EXERCISE REQUIREMENTS >> Find every line in the records below that contains "vehicle", and copy it.
- Opening Delimiter -
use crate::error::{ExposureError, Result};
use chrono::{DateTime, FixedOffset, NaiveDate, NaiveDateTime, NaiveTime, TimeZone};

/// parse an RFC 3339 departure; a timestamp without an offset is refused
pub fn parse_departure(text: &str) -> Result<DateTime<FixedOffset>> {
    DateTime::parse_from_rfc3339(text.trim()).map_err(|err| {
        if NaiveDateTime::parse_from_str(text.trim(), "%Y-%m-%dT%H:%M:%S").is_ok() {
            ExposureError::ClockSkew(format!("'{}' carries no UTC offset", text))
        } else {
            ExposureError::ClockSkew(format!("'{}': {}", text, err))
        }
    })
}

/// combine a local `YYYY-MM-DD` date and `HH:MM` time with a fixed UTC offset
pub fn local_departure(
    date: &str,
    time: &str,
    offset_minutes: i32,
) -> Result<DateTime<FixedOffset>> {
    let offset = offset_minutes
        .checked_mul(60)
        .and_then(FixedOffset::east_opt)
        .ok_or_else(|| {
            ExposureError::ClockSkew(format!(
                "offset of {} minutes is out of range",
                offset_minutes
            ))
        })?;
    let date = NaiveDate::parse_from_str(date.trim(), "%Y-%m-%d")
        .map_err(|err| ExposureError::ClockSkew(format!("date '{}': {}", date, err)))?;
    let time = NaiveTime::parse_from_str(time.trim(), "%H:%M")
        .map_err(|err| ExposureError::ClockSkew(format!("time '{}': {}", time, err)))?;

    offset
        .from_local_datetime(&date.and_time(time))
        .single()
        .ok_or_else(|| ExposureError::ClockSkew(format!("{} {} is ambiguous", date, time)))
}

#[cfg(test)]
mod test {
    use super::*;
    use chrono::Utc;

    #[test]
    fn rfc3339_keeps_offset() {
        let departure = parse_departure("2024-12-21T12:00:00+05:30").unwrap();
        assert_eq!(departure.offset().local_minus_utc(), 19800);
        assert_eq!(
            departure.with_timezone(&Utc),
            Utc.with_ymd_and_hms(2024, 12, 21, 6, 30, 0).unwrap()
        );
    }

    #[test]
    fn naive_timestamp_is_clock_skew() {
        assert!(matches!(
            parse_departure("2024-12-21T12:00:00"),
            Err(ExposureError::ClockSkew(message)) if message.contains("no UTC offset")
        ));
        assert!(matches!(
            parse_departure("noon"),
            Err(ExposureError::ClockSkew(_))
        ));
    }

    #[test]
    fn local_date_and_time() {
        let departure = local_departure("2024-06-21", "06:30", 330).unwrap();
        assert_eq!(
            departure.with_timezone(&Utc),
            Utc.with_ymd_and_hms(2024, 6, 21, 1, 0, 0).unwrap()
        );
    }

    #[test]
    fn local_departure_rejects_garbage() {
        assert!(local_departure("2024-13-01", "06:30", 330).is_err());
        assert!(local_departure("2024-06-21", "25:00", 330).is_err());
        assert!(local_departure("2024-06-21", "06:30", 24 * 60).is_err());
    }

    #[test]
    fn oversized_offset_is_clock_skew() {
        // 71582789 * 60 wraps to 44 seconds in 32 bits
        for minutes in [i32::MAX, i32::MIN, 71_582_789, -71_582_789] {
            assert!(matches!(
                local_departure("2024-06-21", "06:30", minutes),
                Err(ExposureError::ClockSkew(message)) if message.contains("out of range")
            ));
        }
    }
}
- Closing Delimiter -
- Opening Delimiter -
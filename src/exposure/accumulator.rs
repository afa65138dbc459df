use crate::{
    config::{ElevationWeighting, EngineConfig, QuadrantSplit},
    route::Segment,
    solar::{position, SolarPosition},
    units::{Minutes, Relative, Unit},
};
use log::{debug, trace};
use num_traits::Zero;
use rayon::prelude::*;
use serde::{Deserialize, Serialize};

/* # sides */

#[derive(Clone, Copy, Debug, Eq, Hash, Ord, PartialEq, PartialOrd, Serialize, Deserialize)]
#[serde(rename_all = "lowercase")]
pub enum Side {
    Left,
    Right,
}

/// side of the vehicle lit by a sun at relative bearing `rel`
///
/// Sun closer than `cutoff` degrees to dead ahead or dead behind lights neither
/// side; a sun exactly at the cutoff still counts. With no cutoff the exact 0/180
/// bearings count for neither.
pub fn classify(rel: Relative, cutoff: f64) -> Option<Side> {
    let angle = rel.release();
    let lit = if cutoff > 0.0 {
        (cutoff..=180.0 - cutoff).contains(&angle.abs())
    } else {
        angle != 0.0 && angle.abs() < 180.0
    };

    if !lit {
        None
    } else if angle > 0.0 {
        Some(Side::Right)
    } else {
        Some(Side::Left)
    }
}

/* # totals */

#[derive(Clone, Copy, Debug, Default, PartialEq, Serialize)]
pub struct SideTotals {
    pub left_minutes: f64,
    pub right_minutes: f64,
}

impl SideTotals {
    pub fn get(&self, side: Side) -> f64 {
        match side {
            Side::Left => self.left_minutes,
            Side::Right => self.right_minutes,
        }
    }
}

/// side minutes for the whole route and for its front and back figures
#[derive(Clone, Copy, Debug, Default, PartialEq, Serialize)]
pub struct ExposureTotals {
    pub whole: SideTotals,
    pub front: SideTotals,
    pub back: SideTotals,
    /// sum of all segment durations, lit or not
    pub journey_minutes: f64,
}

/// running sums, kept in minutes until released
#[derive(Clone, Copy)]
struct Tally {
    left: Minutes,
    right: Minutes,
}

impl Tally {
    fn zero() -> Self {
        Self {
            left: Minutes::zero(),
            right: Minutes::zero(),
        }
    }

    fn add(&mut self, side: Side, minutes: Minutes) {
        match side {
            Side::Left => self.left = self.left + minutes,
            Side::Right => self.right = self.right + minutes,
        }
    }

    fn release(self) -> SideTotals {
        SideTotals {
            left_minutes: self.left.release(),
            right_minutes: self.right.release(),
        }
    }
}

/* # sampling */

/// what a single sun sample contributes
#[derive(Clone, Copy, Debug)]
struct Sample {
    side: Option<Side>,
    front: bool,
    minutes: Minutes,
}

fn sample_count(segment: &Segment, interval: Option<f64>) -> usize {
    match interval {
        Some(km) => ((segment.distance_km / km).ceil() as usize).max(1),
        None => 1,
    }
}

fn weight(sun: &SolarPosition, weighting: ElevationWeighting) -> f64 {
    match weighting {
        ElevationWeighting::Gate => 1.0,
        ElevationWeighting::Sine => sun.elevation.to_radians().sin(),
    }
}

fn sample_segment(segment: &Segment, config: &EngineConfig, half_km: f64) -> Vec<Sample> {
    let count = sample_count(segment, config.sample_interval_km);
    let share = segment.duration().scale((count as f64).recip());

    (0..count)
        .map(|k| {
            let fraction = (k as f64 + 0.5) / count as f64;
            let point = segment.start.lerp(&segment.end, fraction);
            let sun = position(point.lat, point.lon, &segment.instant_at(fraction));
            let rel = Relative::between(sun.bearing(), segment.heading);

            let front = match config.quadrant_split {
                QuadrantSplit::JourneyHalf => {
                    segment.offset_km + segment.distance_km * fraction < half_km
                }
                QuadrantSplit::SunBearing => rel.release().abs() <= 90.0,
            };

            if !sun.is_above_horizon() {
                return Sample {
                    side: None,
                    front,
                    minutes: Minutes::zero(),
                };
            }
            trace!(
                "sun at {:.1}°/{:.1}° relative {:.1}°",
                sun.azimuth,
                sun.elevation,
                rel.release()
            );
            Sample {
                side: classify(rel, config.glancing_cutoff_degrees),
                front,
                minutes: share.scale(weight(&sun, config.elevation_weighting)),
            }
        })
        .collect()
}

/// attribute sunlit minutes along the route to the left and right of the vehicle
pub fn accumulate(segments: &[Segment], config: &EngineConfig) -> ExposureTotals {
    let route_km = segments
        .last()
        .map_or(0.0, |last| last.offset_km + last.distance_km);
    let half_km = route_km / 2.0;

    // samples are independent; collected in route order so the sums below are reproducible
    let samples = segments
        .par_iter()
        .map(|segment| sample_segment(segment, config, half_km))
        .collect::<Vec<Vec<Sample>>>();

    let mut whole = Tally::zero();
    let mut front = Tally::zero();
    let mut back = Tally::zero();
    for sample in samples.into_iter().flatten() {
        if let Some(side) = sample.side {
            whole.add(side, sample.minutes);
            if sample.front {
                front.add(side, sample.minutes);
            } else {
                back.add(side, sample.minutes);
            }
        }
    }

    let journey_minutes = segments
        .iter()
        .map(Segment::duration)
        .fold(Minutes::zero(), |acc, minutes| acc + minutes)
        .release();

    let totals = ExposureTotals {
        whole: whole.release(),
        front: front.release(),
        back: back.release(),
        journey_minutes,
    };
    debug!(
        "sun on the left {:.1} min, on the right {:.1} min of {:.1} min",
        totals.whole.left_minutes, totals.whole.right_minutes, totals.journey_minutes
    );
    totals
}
- Closing Delimiter -
SOLUTION FOR THIS TASK >>
/// side of the vehicle lit by a sun at relative bearing `rel`
/// attribute sunlit minutes along the route to the left and right of the vehicle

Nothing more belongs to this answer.